What the task asks - All that should appear is the line containing "while fp.stats().packets_processed.load(Ordering::Relaxed) <" and the lines after it in the records below, each reproduced exactly.

Information given -
impl RuleManager {
    pub fn new() -> RuleManager {
        RuleManager {
            blocked_ips: RwLock::new(HashSet::new()),
            blocked_ports: RwLock::new(HashSet::new()),
            blocked_apps: RwLock::new(HashSet::new()),
            domains: RwLock::new(DomainRules::default()),
            strict_domain_matching: AtomicBool::new(false),
            total_block_checks: AtomicU64::new(0),
            total_blocks_triggered: AtomicU64::new(0),
        }
    }

    pub fn block_ip(&self, ip: u32) {
        self.blocked_ips.write().insert(ip);
        info!("Blocked source IP {}", ipv4_to_string(ip));
    }

    pub fn unblock_ip(&self, ip: u32) {
        self.blocked_ips.write().remove(&ip);
    }

    pub fn is_ip_blocked(&self, ip: u32) -> bool {
        self.blocked_ips.read().contains(&ip)
    }

    pub fn block_port(&self, port: u16) {
        self.blocked_ports.write().insert(port);
        info!("Blocked destination port {}", port);
    }

    pub fn unblock_port(&self, port: u16) {
        self.blocked_ports.write().remove(&port);
    }

    pub fn is_port_blocked(&self, port: u16) -> bool {
        self.blocked_ports.read().contains(&port)
    }

    pub fn block_app(&self, app: AppType) {
        self.blocked_apps.write().insert(app);
        info!("Blocked application {}", app);
    }

    pub fn unblock_app(&self, app: AppType) {
        self.blocked_apps.write().remove(&app);
    }

    pub fn is_app_blocked(&self, app: AppType) -> bool {
        self.blocked_apps.read().contains(&app)
    }

    pub fn block_domain(&self, domain: &str) {
        let domain: String = domain.to_ascii_lowercase();
        let mut domains = self.domains.write();
        if !domain.starts_with("*.") {
            domains.exact.insert(domain.clone());
        }
        if !domains.patterns.contains(&domain) {
            domains.patterns.push(domain.clone());
        }
        domains.rebuild_matcher();
        info!("Blocked domain {}", domain);
    }

    pub fn unblock_domain(&self, domain: &str) {
        let domain: String = domain.to_ascii_lowercase();
        let mut domains = self.domains.write();
        domains.exact.remove(&domain);
        domains.patterns.retain(|p| p != &domain);
        domains.rebuild_matcher();
    }

    pub fn is_domain_blocked(&self, name: &str) -> bool {
        let name: String = name.to_ascii_lowercase();
        let domains = self.domains.read();
        if domains.exact.contains(&name) {
            return true;
        }
        if self.strict_domain_matching.load(Ordering::Relaxed) {
            return false;
        }
        domains.matches_pattern(&name).is_some()
    }

    /// When strict, only exact domain-set membership blocks; otherwise the
    /// pattern list is consulted too.
    pub fn set_strict_domain_matching(&self, enabled: bool) {
        self.strict_domain_matching.store(enabled, Ordering::Relaxed);
    }

    pub fn is_strict_domain_matching(&self) -> bool {
        self.strict_domain_matching.load(Ordering::Relaxed)
    }

    /// Evaluate the rule families in fixed order against one packet's
    /// attributes. Returns the first match.
    pub fn should_block(
        &self,
        src_ip: u32,
        dst_port: u16,
        app: AppType,
        domain: &str,
    ) -> Option<BlockReason> {
        self.total_block_checks.fetch_add(1, Ordering::Relaxed);

        let reason: Option<BlockReason> = self.match_rules(src_ip, dst_port, app, domain);
        if let Some(reason) = &reason {
            self.total_blocks_triggered.fetch_add(1, Ordering::Relaxed);
            debug!("Rule hit: {} {}", reason.kind, reason.detail);
        }
        reason
    }

    fn match_rules(
        &self,
        src_ip: u32,
        dst_port: u16,
        app: AppType,
        domain: &str,
    ) -> Option<BlockReason> {
        if self.blocked_ips.read().contains(&src_ip) {
            return Some(BlockReason {
                kind: RuleKind::Ip,
                detail: ipv4_to_string(src_ip),
                timestamp: Instant::now(),
            });
        }

        if self.blocked_ports.read().contains(&dst_port) {
            return Some(BlockReason {
                kind: RuleKind::Port,
                detail: dst_port.to_string(),
                timestamp: Instant::now(),
            });
        }

        if self.blocked_apps.read().contains(&app) {
            return Some(BlockReason {
                kind: RuleKind::App,
                detail: app.to_string(),
                timestamp: Instant::now(),
            });
        }

        if !domain.is_empty() && self.is_domain_blocked(domain) {
            return Some(BlockReason {
                kind: RuleKind::Domain,
                detail: domain.to_string(),
                timestamp: Instant::now(),
            });
        }

        None
    }

    /// Save every rule as newline-delimited `KIND value` records.
    pub fn save_rules<P: AsRef<Path>>(&self, path: P) -> Result<(), RuleError> {
        let mut out = String::from("# sift block rules\n");

        let mut ips: Vec<u32> = self.blocked_ips.read().iter().copied().collect();
        ips.sort_unstable();
        for ip in ips {
            out.push_str(&format!("IP {}\n", ipv4_to_string(ip)));
        }

        let mut ports: Vec<u16> = self.blocked_ports.read().iter().copied().collect();
        ports.sort_unstable();
        for port in ports {
            out.push_str(&format!("PORT {}\n", port));
        }

        let mut apps: Vec<AppType> = self.blocked_apps.read().iter().copied().collect();
        apps.sort();
        for app in apps {
            out.push_str(&format!("APP {}\n", app));
        }

        {
            let domains = self.domains.read();
            let mut names: Vec<&String> = domains.patterns.iter().collect();
            names.sort();
            for name in names {
                out.push_str(&format!("DOMAIN {}\n", name));
            }
        }

        fs::write(path.as_ref(), out)?;
        Ok(())
    }

    /// Load rules from the text format, skipping comments, blanks, and
    /// unknown lines. Returns the number of rules applied.
    pub fn load_rules<P: AsRef<Path>>(&self, path: P) -> Result<usize, RuleError> {
        let content: String = fs::read_to_string(path.as_ref())?;
        let mut count: usize = 0;

        for line in content.lines() {
            let line: &str = line.trim();
            if line.is_empty() || line.starts_with('#') {
                continue;
            }

            let Some((kind, value)) = line.split_once(char::is_whitespace) else {
                continue;
            };
            let value: &str = value.trim();

            match kind {
                "IP" => match parse_ipv4(value) {
                    Some(ip) => {
                        self.block_ip(ip);
                        count += 1;
                    }
                    None => warn!("Skipping rule with invalid IP: {}", value),
                },
                "PORT" => match value.parse::<u16>() {
                    Ok(port) => {
                        self.block_port(port);
                        count += 1;
                    }
                    Err(_) => warn!("Skipping rule with invalid port: {}", value),
                },
                "APP" => match AppType::from_app_name(value) {
                    Some(app) => {
                        self.block_app(app);
                        count += 1;
                    }
                    None => warn!("Skipping rule with unknown app: {}", value),
                },
                "DOMAIN" => {
                    self.block_domain(value);
                    count += 1;
                }
                _ => debug!("Skipping unknown rule line: {}", line),
            }
        }

        info!("Loaded {} rules from {}", count, path.as_ref().display());
        Ok(count)
    }

    /// Drop every rule.
    pub fn clear_all(&self) {
        self.blocked_ips.write().clear();
        self.blocked_ports.write().clear();
        self.blocked_apps.write().clear();
        let mut domains = self.domains.write();
        domains.exact.clear();
        domains.patterns.clear();
        domains.matcher = None;
    }

    pub fn stats(&self) -> RuleStats {
        RuleStats {
            blocked_ips: self.blocked_ips.read().len(),
            blocked_ports: self.blocked_ports.read().len(),
            blocked_apps: self.blocked_apps.read().len(),
            blocked_domains: self.domains.read().patterns.len(),
            total_block_checks: self.total_block_checks.load(Ordering::Relaxed),
            total_blocks_triggered: self.total_blocks_triggered.load(Ordering::Relaxed),
        }
    }
}
#[cfg(test)]
mod tests {
    use super::*;
    use crate::core::packet::tcp_flags;
    use crate::protocols::tls::tests::client_hello_with_sni;

    fn tcp_job(src_port: u16, dst_port: u16, flags: u8, payload: &[u8]) -> PacketJob {
        let mut data: Vec<u8> = vec![0u8; 54];
        data.extend_from_slice(payload);
        PacketJob {
            id: 0,
            tuple: FiveTuple {
                src_ip: u32::from_be_bytes([10, 0, 0, 1]),
                dst_ip: u32::from_be_bytes([1, 2, 3, 4]),
                src_port,
                dst_port,
                protocol: protocol::TCP,
            },
            data,
            eth_offset: 0,
            ip_offset: 14,
            transport_offset: 34,
            payload_offset: 54,
            payload_len: payload.len(),
            tcp_flags: flags,
            ts_sec: 0,
            ts_usec: 0,
        }
    }

    fn udp_job(src_port: u16, dst_port: u16, payload: &[u8]) -> PacketJob {
        let mut job = tcp_job(src_port, dst_port, 0, payload);
        job.tuple.protocol = protocol::UDP;
        job.transport_offset = 34;
        job.payload_offset = 42;
        job.data = vec![0u8; 42];
        job.data.extend_from_slice(payload);
        job
    }

    fn worker_parts() -> (ConnectionTracker, Arc<RuleManager>, FpStats) {
        (
            ConnectionTracker::new(0, 1024),
            Arc::new(RuleManager::new()),
            FpStats::default(),
        )
    }

    #[test]
    fn client_hello_classifies_flow() {
        let (mut tracker, rules, stats) = worker_parts();
        let hello = client_hello_with_sni("www.youtube.com");
        let job = tcp_job(40000, 443, tcp_flags::ACK, &hello);

        let action = process_job(&mut tracker, &rules, &stats, &job);
        assert_eq!(action, PacketAction::Forward);

        let conn = tracker.get(&job.tuple).unwrap();
        assert_eq!(conn.state, ConnectionState::Classified);
        assert_eq!(conn.app, AppType::YouTube);
        assert_eq!(conn.server_name, "www.youtube.com");
        assert_eq!(stats.sni_extractions.load(Ordering::Relaxed), 1);
        assert_eq!(stats.classification_hits.load(Ordering::Relaxed), 1);
    }

    #[test]
    fn blocked_app_drops_and_marks_connection() {
        let (mut tracker, rules, stats) = worker_parts();
        rules.block_app(AppType::YouTube);

        let hello = client_hello_with_sni("www.youtube.com");
        let job = tcp_job(40000, 443, tcp_flags::ACK, &hello);

        assert_eq!(
            process_job(&mut tracker, &rules, &stats, &job),
            PacketAction::Drop
        );
        assert_eq!(
            tracker.get(&job.tuple).unwrap().state,
            ConnectionState::Blocked
        );

        // Later packets of the flow drop without re-inspection.
        let later = tcp_job(40000, 443, tcp_flags::ACK, b"");
        assert_eq!(
            process_job(&mut tracker, &rules, &stats, &later),
            PacketAction::Drop
        );
    }

    #[test]
    fn dns_query_classifies_flow() {
        let (mut tracker, rules, stats) = worker_parts();
        let query = crate::protocols::dns::tests::query_for("example.com");
        let job = udp_job(5353, 53, &query);

        assert_eq!(
            process_job(&mut tracker, &rules, &stats, &job),
            PacketAction::Forward
        );
        let conn = tracker.get(&job.tuple).unwrap();
        assert_eq!(conn.app, AppType::Dns);
        assert_eq!(conn.server_name, "example.com");
    }

    #[test]
    fn unknown_sni_falls_back_to_tls() {
        let (mut tracker, rules, stats) = worker_parts();
        let hello = client_hello_with_sni("internal.corp.lan");
        let job = tcp_job(40000, 443, tcp_flags::ACK, &hello);

        process_job(&mut tracker, &rules, &stats, &job);
        let conn = tracker.get(&job.tuple).unwrap();
        assert_eq!(conn.app, AppType::Tls);
        assert_eq!(stats.classification_hits.load(Ordering::Relaxed), 0);
    }

    #[test]
    fn opaque_https_payload_classifies_once() {
        let (mut tracker, rules, stats) = worker_parts();
        let job = tcp_job(40000, 443, tcp_flags::ACK, &[0xAA; 80]);

        process_job(&mut tracker, &rules, &stats, &job);
        let conn = tracker.get(&job.tuple).unwrap();
        assert_eq!(conn.app, AppType::Https);
        assert_eq!(conn.state, ConnectionState::Classified);
    }

    #[test]
    fn rst_retires_the_connection_record() {
        let (mut tracker, rules, stats) = worker_parts();
        let open = tcp_job(40000, 443, tcp_flags::SYN, b"");
        process_job(&mut tracker, &rules, &stats, &open);
        assert_eq!(tracker.active_count(), 1);

        let rst = tcp_job(40000, 443, tcp_flags::RST, b"");
        assert_eq!(
            process_job(&mut tracker, &rules, &stats, &rst),
            PacketAction::Forward
        );
        assert_eq!(tracker.active_count(), 0);
        assert_eq!(tracker.closed_count(), 1);
    }

    #[test]
    fn rule_match_on_closing_packet_keeps_it_closed() {
        let (mut tracker, rules, stats) = worker_parts();
        rules.block_app(AppType::YouTube);

        // One packet carrying both the ClientHello and an RST: the rule
        // matches, but the close observed on the same packet wins.
        let hello = client_hello_with_sni("www.youtube.com");
        let job = tcp_job(40000, 443, tcp_flags::RST, &hello);

        assert_eq!(
            process_job(&mut tracker, &rules, &stats, &job),
            PacketAction::Drop
        );
        assert_eq!(tracker.active_count(), 0);
        assert_eq!(tracker.closed_count(), 1);
        assert_eq!(tracker.stats().blocked_connections, 0);
    }

    #[test]
    fn worker_thread_forwards_to_output_queue() {
        let rules = Arc::new(RuleManager::new());
        let output: Arc<BoundedQueue<PacketJob>> = Arc::new(BoundedQueue::new(64));
        let engine_stats = Arc::new(EngineStats::default());

        let mut fp = FastPath::new(
            0,
            64,
            1024,
            Duration::from_secs(300),
            rules,
            Arc::clone(&output),
            Arc::clone(&engine_stats),
        );
        fp.start();

        let input = fp.input_queue();
        for _ in 0..3 {
            input.push(tcp_job(40000, 443, tcp_flags::ACK, b""));
        }

        let deadline = Instant::now() + Duration::from_secs(2);
        while fp.stats().packets_processed.load(Ordering::Relaxed) < 3 {
            assert!(Instant::now() < deadline, "worker timed out");
            thread::sleep(Duration::from_millis(5));
        }

        let tracker = fp.stop().expect("tracker returned on first stop");
        assert!(fp.stop().is_none());

        assert_eq!(tracker.active_count(), 1);
        assert_eq!(output.len(), 3);
        assert_eq!(engine_stats.forwarded_packets.load(Ordering::Relaxed), 3);
    }
}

Written answer -
        while fp.stats().packets_processed.load(Ordering::Relaxed) < 3 {
            assert!(Instant::now() < deadline, "worker timed out");
            thread::sleep(Duration::from_millis(5));
        }

        let tracker = fp.stop().expect("tracker returned on first stop");
        assert!(fp.stop().is_none());

        assert_eq!(tracker.active_count(), 1);
        assert_eq!(output.len(), 3);
        assert_eq!(engine_stats.forwarded_packets.load(Ordering::Relaxed), 3);
    }
}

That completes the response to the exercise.